Reproduce word for word, from the entries below, the line with "fn from_captures(caps: &Captures<'a>)", the line with "parameter must be", and every line between them, and nothing more.

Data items
* * *
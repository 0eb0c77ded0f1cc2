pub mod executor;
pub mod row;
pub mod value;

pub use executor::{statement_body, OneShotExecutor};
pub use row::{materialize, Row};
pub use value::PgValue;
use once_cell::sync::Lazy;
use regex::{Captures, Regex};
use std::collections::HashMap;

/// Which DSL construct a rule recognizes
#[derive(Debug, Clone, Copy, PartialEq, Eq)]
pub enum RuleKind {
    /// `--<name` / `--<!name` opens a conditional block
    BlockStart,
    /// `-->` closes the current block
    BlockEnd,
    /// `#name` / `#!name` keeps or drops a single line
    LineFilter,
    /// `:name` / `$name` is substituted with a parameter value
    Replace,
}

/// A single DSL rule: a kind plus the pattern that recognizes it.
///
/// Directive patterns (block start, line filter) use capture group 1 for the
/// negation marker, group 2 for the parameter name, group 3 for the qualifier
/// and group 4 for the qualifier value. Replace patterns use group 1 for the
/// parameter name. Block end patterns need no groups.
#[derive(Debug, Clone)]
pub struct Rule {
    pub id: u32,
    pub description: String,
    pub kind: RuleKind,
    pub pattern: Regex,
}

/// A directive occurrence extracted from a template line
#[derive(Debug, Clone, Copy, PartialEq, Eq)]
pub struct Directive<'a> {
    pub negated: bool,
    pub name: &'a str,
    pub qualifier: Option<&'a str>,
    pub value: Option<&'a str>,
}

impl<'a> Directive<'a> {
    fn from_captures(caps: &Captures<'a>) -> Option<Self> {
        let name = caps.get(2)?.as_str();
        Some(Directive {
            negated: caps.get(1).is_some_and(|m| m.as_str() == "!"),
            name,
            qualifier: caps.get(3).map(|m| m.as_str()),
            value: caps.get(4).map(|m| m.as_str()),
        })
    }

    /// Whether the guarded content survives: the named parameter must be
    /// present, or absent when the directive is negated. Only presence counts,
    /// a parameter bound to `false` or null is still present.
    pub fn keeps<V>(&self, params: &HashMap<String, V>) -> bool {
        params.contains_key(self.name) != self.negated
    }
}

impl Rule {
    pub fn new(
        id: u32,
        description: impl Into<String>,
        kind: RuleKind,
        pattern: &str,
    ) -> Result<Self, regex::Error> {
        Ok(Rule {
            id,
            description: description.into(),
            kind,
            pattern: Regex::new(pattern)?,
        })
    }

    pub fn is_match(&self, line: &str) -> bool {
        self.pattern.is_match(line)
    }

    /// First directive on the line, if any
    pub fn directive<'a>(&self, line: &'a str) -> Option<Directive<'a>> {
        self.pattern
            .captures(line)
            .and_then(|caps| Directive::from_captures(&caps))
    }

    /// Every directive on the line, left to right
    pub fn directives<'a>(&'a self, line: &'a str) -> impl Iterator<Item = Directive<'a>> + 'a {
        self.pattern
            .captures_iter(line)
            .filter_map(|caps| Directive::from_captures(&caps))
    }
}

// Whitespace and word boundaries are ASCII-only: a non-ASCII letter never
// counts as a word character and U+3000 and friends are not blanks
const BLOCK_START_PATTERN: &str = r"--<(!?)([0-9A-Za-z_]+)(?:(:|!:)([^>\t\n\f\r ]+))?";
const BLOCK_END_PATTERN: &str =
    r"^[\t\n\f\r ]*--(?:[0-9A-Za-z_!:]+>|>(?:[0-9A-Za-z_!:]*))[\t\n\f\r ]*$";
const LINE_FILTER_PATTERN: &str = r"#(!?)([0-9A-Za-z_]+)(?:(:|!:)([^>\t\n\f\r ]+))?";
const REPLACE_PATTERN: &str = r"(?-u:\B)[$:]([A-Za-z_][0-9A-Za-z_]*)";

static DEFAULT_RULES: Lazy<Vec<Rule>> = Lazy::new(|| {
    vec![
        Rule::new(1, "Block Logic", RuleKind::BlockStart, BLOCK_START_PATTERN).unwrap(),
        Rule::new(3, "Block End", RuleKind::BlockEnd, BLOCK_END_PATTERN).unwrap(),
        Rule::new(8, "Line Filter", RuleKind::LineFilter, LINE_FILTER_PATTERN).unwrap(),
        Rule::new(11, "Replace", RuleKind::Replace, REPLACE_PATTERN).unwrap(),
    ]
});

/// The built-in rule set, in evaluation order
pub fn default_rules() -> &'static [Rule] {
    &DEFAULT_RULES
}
* * *
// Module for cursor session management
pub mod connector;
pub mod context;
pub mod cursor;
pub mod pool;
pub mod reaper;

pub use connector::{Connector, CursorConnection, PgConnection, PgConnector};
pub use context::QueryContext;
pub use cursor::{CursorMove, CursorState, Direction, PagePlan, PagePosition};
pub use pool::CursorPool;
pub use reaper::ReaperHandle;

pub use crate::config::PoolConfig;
* * *
- _WRITTEN ANSWER_
    fn from_captures(caps: &Captures<'a>) -> Option<Self> {
        let name = caps.get(2)?.as_str();
        Some(Directive {
            negated: caps.get(1).is_some_and(|m| m.as_str() == "!"),
            name,
            qualifier: caps.get(3).map(|m| m.as_str()),
            value: caps.get(4).map(|m| m.as_str()),
        })
    }

    /// Whether the guarded content survives: the named parameter must be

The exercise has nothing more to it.